Posner’s mission as a mediator was to induce Microsoft and the government to shed what he referred to as “emotionality” and come to a rational compromise. He invited both sides to attend a lunch on November 30, 1999, at a private club half a block from the federal courthouse in Chicago. In attendance were Microsoft and Justice Department lawyers, and three attorneys general, representing the nineteen states that were also plaintiffs in the antitrust lawsuit. The states had not been highly visible at the trial, but they were very much in evidence during the mediation phase—perhaps, as it turned out, too much in evidence.

At the lunch, Posner said that he would keep the talks in confidence, and he urged the others to do the same. He said that he would not tell either side that it had a strong legal case or a weak one, but he would try to deflate unrealistic expectations. He would ask each side to make detailed presentations concerning the facts and the remedies it might consider, and he promised to devote himself almost full time to the process.

To minimize “emotionality,” Judge Posner decreed that for at least the first month the parties would meet with him separately—the government each Monday, and Microsoft each Tuesday. In January, Posner turned to shuttle diplomacy and, in the meantime, sent participants a stream of E-mails, posing questions, seeking clarifications. He began, in the words of one Microsoft negotiator, “growling at the other side, growling at us.” He cautioned Microsoft to be realistic about its prospects on appeal, and warned the government to remember that the appeals court had already ruled against it, in 1995, on the important browser issue.

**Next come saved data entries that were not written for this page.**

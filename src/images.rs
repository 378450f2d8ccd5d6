//! Best-effort profile image lookup with a placeholder fallback.

use reqwest::Client;

use crate::{
    models::{ImagePanel, ImageSource},
    Result,
};

#[cfg(test)]
mod tests;

pub const DEFAULT_PRIMARY_IMAGE_BASE: &str = "https://tse4.mm.bing.net";
pub const DEFAULT_FALLBACK_IMAGE_BASE: &str = "https://placehold.co";
pub const FALLBACK_CAPTION: &str = "Image Unavailable";

/// Form-urlencode a user-entered name: spaces become `+`, reserved
/// characters are percent-escaped.
///
/// ```rust
/// use cricket_insight::images::safe_name;
///
/// assert_eq!(safe_name("Rohit Sharma"), "Rohit+Sharma");
/// ```
pub fn safe_name(name: &str) -> String {
    url::form_urlencoded::byte_serialize(name.as_bytes()).collect()
}

/// Hosts for the primary image search and the placeholder generator.
#[derive(Debug, Clone, PartialEq, Eq)]
pub struct ImageEndpoints {
    pub primary_base: String,
    pub fallback_base: String,
}

impl Default for ImageEndpoints {
    fn default() -> Self {
        Self {
            primary_base: DEFAULT_PRIMARY_IMAGE_BASE.to_string(),
            fallback_base: DEFAULT_FALLBACK_IMAGE_BASE.to_string(),
        }
    }
}

impl ImageEndpoints {
    pub fn primary_url(&self, name: &str) -> String {
        format!(
            "{}/th?q={}+cricket+profile&w=300&h=300&c=7",
            self.primary_base.trim_end_matches('/'),
            safe_name(name)
        )
    }

    pub fn fallback_url(&self, name: &str) -> String {
        format!(
            "{}/300x300?text={}",
            self.fallback_base.trim_end_matches('/'),
            safe_name(name)
        )
    }
}

/// Picks the image panel for a found player.
#[derive(Debug, Clone)]
pub struct ImageResolver {
    client: Client,
    endpoints: ImageEndpoints,
}

impl ImageResolver {
    pub fn new(endpoints: ImageEndpoints) -> Self {
        Self {
            client: Client::new(),
            endpoints,
        }
    }

    /// Try the primary lookup first; on any failure use the placeholder.
    ///
    /// `name` is the user-entered name, `caption` the profile's full name.
    /// The placeholder itself is not probed.
    pub async fn resolve(&self, name: &str, caption: &str) -> ImagePanel {
        let primary = self.endpoints.primary_url(name);

        match self.probe(&primary).await {
            Ok(()) => ImagePanel {
                url: primary,
                caption: caption.to_string(),
                source: ImageSource::Primary,
            },
            Err(e) => {
                log::warn!("primary image lookup failed for {name:?}, using placeholder: {e}");
                ImagePanel {
                    url: self.endpoints.fallback_url(name),
                    caption: FALLBACK_CAPTION.to_string(),
                    source: ImageSource::Fallback,
                }
            }
        }
    }

    async fn probe(&self, url: &str) -> Result<()> {
        self.client.get(url).send().await?.error_for_status()?;
        Ok(())
    }
}
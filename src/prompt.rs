//! Prompt construction for the player profile request.

/// The six keys the model must return, each with its one-line description.
pub const PROFILE_FIELDS: [(&str, &str); 6] = [
    ("full_name", "Name of the player"),
    ("country", "Country they play for"),
    ("role", "e.g. Right-hand Bat / Right-arm Offbreak"),
    (
        "batting_stats",
        "A string summarizing their batting (e.g. \"Matches: 200, Runs: 8000\")",
    ),
    (
        "bowling_stats",
        "A string summarizing their bowling (e.g. \"Wickets: 150\")",
    ),
    ("interesting_fact", "One short, unique fact about them."),
];

/// Build the instruction asking for a raw JSON profile of `name`.
///
/// The name is embedded verbatim; any string is accepted.
pub fn build_prompt(name: &str) -> String {
    let mut prompt = format!(
        "Return a valid JSON object for the cricket player \"{name}\".\n\
         The JSON must have these exact keys:\n"
    );
    for (key, description) in PROFILE_FIELDS {
        prompt.push_str(&format!("- \"{key}\": {description}\n"));
    }
    prompt.push_str("\nDo NOT use Markdown formatting. Just return the raw JSON string.\n");
    prompt
}
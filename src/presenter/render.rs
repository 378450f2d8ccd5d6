//! Server-side HTML for the single analyzer page.

use html_escape::{encode_double_quoted_attribute as attr, encode_text as text};

use crate::models::{AnalyzeOutcome, ProfileView};

const STYLE: &str = r#"<style>
body { font-family: sans-serif; max-width: 760px; margin: 2rem auto; padding: 0 1rem; }
form { display: flex; gap: .5rem; margin-bottom: 1rem; }
input[type=text] { flex: 1; padding: .5rem; }
.banner { padding: .75rem 1rem; border-radius: .4rem; margin: 1rem 0; }
.success { background: #e6f4ea; color: #1e4620; }
.warning { background: #fff4e5; color: #663c00; }
.error { background: #fdecea; color: #611a15; }
.info { background: #e8f0fe; color: #0b3d91; padding: .75rem 1rem; border-radius: .4rem; }
.columns { display: grid; grid-template-columns: 1fr 2fr; gap: 1.5rem; }
.columns img { width: 100%; }
figcaption { text-align: center; color: #555; font-size: .9rem; }
textarea { width: 100%; height: 70px; overflow-y: auto; resize: vertical; }
</style>"#;

// Reveal the busy indicator and block a second submit until the page reloads.
const SCRIPT: &str = r#"<script>
document.getElementById("analyze-form").addEventListener("submit", function () {
  var name = document.getElementById("player_name").value;
  document.getElementById("busy-name").textContent = name;
  document.getElementById("busy").hidden = false;
  document.getElementById("analyze-button").disabled = true;
});
</script>"#;

/// Render the whole page for the current input value and outcome.
pub fn render_page(player_name: &str, outcome: &AnalyzeOutcome) -> String {
    let mut html = String::from(
        "<!DOCTYPE html>\n<html lang=\"en\">\n<head>\n<meta charset=\"utf-8\">\n\
         <title>Cricket Insight AI</title>\n",
    );
    html.push_str(STYLE);
    html.push_str("\n</head>\n<body>\n<h1>&#127951; AI Cricket Analyzer</h1>\n");

    html.push_str(&format!(
        "<form id=\"analyze-form\" method=\"post\" action=\"/analyze\">\n\
         <label for=\"player_name\">Enter Player Name</label>\n\
         <input type=\"text\" id=\"player_name\" name=\"player_name\" \
         placeholder=\"e.g. Rohit Sharma\" value=\"{}\">\n\
         <button id=\"analyze-button\" type=\"submit\">Analyze Player</button>\n\
         </form>\n",
        attr(player_name)
    ));
    html.push_str(
        "<div id=\"busy\" class=\"banner info\" hidden>Scouting data for \
         <span id=\"busy-name\"></span>...</div>\n",
    );

    if let Some(message) = outcome.banner() {
        html.push_str(&format!(
            "<div class=\"banner {}\" role=\"alert\">{}</div>\n",
            banner_class(outcome),
            text(message)
        ));
    }

    if let AnalyzeOutcome::Found(view) = outcome {
        html.push_str(&render_profile(view));
    }

    html.push_str(SCRIPT);
    html.push_str("\n</body>\n</html>\n");
    html
}

fn banner_class(outcome: &AnalyzeOutcome) -> &'static str {
    match outcome {
        AnalyzeOutcome::Found(_) => "success",
        AnalyzeOutcome::MissingName => "warning",
        _ => "error",
    }
}

fn render_profile(view: &ProfileView) -> String {
    let profile = &view.profile;
    format!(
        "<div class=\"columns\">\n\
         <figure>\n<img src=\"{src}\" alt=\"{caption}\">\n<figcaption>{caption_text}</figcaption>\n</figure>\n\
         <div>\n\
         <h2>{country}</h2>\n\
         <p><strong>Role:</strong> {role}</p>\n\
         <p class=\"info\">&#128161; <strong>Fact:</strong> {fact}</p>\n\
         <h3>&#128202; Statistics</h3>\n\
         <label for=\"batting\">Batting Details</label>\n\
         <textarea id=\"batting\" readonly>{batting}</textarea>\n\
         <label for=\"bowling\">Bowling Details</label>\n\
         <textarea id=\"bowling\" readonly>{bowling}</textarea>\n\
         </div>\n</div>\n",
        src = attr(&view.image.url),
        caption = attr(&view.image.caption),
        caption_text = text(&view.image.caption),
        country = text(&profile.country),
        role = text(&profile.role),
        fact = text(&profile.interesting_fact),
        batting = text(&profile.batting_stats),
        bowling = text(&profile.bowling_stats),
    )
}
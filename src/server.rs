//! HTTP surface for the analyzer page.
//!
//! One action event (`POST /analyze`) runs one [`Analyzer::analyze`]
//! transaction and re-renders the page. `POST /api/analyze` exposes the same
//! action as JSON.

use std::sync::Arc;

use axum::{
    extract::State,
    response::Html,
    routing::{get, post},
    Form, Json, Router,
};
use serde::Deserialize;
use tower_http::cors::CorsLayer;

use crate::{
    error::{CricketError, Result},
    models::AnalyzeOutcome,
    presenter::{render_page, Analyzer},
};


/// Shared between request handlers
#[derive(Clone)]
pub struct ServerState {
    pub analyzer: Arc<Analyzer>,
}

/// Form and JSON body of an analyze action
#[derive(Debug, Deserialize)]
pub struct AnalyzeRequest {
    #[serde(default)]
    pub player_name: String,
}

pub fn router(analyzer: Arc<Analyzer>) -> Router {
    Router::new()
        .route("/", get(handle_index))
        .route("/analyze", post(handle_analyze))
        .route("/api/analyze", post(handle_analyze_json))
        .route("/health", get(handle_health))
        .layer(CorsLayer::permissive())
        .with_state(ServerState { analyzer })
}

/// Bind `addr` and serve until the process is stopped.
pub async fn run(analyzer: Arc<Analyzer>, addr: &str) -> Result<()> {
    let listener = tokio::net::TcpListener::bind(addr).await?;
    log::info!("serving on http://{}", listener.local_addr()?);

    axum::serve(listener, router(analyzer))
        .await
        .map_err(|e| CricketError::Server {
            message: e.to_string(),
        })
}

pub async fn handle_index() -> Html<String> {
    Html(render_page("", &AnalyzeOutcome::Idle))
}

pub async fn handle_analyze(
    State(state): State<ServerState>,
    Form(req): Form<AnalyzeRequest>,
) -> Html<String> {
    let outcome = state.analyzer.analyze(&req.player_name).await;
    log_outcome(&req.player_name, &outcome);
    Html(render_page(&req.player_name, &outcome))
}

pub async fn handle_analyze_json(
    State(state): State<ServerState>,
    Json(req): Json<AnalyzeRequest>,
) -> Json<AnalyzeOutcome> {
    let outcome = state.analyzer.analyze(&req.player_name).await;
    log_outcome(&req.player_name, &outcome);
    Json(outcome)
}

pub async fn handle_health() -> &'static str {
    "ok"
}

fn log_outcome(name: &str, outcome: &AnalyzeOutcome) {
    match outcome {
        AnalyzeOutcome::Found(view) => log::info!("analyze {name:?}: found {}", view.profile.full_name),
        other => log::info!("analyze {name:?}: {}", other.banner().unwrap_or("idle")),
    }
}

During the next months, nineteen draft proposals made their way from one or the other of the parties to Posner, who would translate them into his own language, tapping them out on a laptop with a Windows operating system, edit them, and then E-mail them to either Bill Neukom or Assistant Attorney General Joel Klein, chief of the Antitrust Division. Copies also went to Tom Miller, the Iowa attorney general, a Democrat who chaired the association of the nineteen state attorneys general.

The _rst draft proposal worried Gates, for it proposed creating an independent “technical committee” that would approve or reject the integration of new features in Windows, on the basis of whether they would benefit consumers. To impose on a business where speed was crucial an outside bureaucracy that would slow things down and interfere in design decisions seemed crazy to Microsoft; Gates may not have known that the idea was Posner’s. (Gates did know that the Justice Department had proposed to Posner a more radical remedy that would have split Microsoft into three companies: one responsible for the P.C. and server operating system, Windows 98; one focussed on big corporate users, Windows 2000; and the third responsible for all other Microsoft businesses. But Gates told Posner he would not discuss such a structural remedy.)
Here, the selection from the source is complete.